Rural Economic Diversification

Feasibility studies for soy-based biodiesel in Kansas, Minnesota, and North Dakota quantify the economic contribution of production plants to rural communities (Table 1). Supporters of biodiesel emphasize the value-added economic activity and increased employment created by biodiesel plants. Biodiesel plants that utilize minor oil crops as their feedstock source could yield comparable increases in economic activity.

And the Economic Feasibility Is?

Information on the economic feasibility of biodiesel is limited and unreliable. Several feasibility studies have evaluated the market potential and economic costs of producing biodiesel, all using soy oil as the primary feedstock (Nelson, MARC-IV, & Leatherman, 2001; Minnesota Department of Agriculture, 2002; Pacific Diesel, 2002; VanWechel, Gustafson, & Leistritz, 2002; IBFG, 2002). The largest cost item of producing biodiesel is the primary oil used for processing (80-85%) followed by energy and water.

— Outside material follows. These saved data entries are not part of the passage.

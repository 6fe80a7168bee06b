use crate::device::accelerator::{Accelerator, Locality, TransferDirection};
use crate::error::{AccelError, Result};

/// Accelerator for processes without device memory. Every pointer is host
/// memory, so the staging layer never allocates.
#[derive(Debug, Clone, Default)]
pub struct HostAccelerator;

impl HostAccelerator {
    pub fn new() -> Self {
        Self
    }
}

impl Accelerator for HostAccelerator {
    fn locate(&self, _ptr: u64) -> Result<Locality> {
        Ok(Locality::Host)
    }

    unsafe fn transfer(
        &self,
        dst: u64,
        dst_loc: Locality,
        src: u64,
        src_loc: Locality,
        len: usize,
        direction: TransferDirection,
    ) -> Result<()> {
        if !dst_loc.is_host() || !src_loc.is_host() {
            return Err(AccelError::Transfer {
                direction,
                bytes: len,
                reason: "host accelerator has no devices".into(),
            });
        }
        unsafe {
            std::ptr::copy(src as *const u8, dst as *mut u8, len);
        }
        Ok(())
    }
}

Investment costs average about $1 per gallon of plant capacity. They increase in proportion with plant capacity because the ease of production limits economies of scale. Costs of production are declining but still exceed prevailing petrodiesel market prices by $0.20-0.50 per gallon.

None of these studies address biodiesel in a comprehensive fashion. Some cost elements including land, administration, transportation, or market development were not considered. Plant performance information supporting these prior analyses is proprietary and difficult to access. Reliance on engineering data and generalities results in cost estimates that do not reflect actual operating experience. Investors contemplating construction of biodiesel facilities will require more complete information. The continued absence of such data will limit industry expansion.

Market Access will be Difficult

The wholesale market for diesel is highly concentrated in most regions. In North Dakota, four wholesale diesel suppliers service the region—Williams, Cenex, Kaneb, and Tesoro. None of them currently supply biodiesel because of the additional handling costs. Biodiesel must be segregated and handled separately because of its unique physical properties. Instead, 15 retail firms supply out-of-state produced soy-derived biodiesel, primarily to agricultural producers. Delivery is usually by semi-truck into separate biodiesel storage tanks. Local retailers then blend biodiesel for resale. Wholesale and retail demand for biodiesel derived from minor oil crops is unknown.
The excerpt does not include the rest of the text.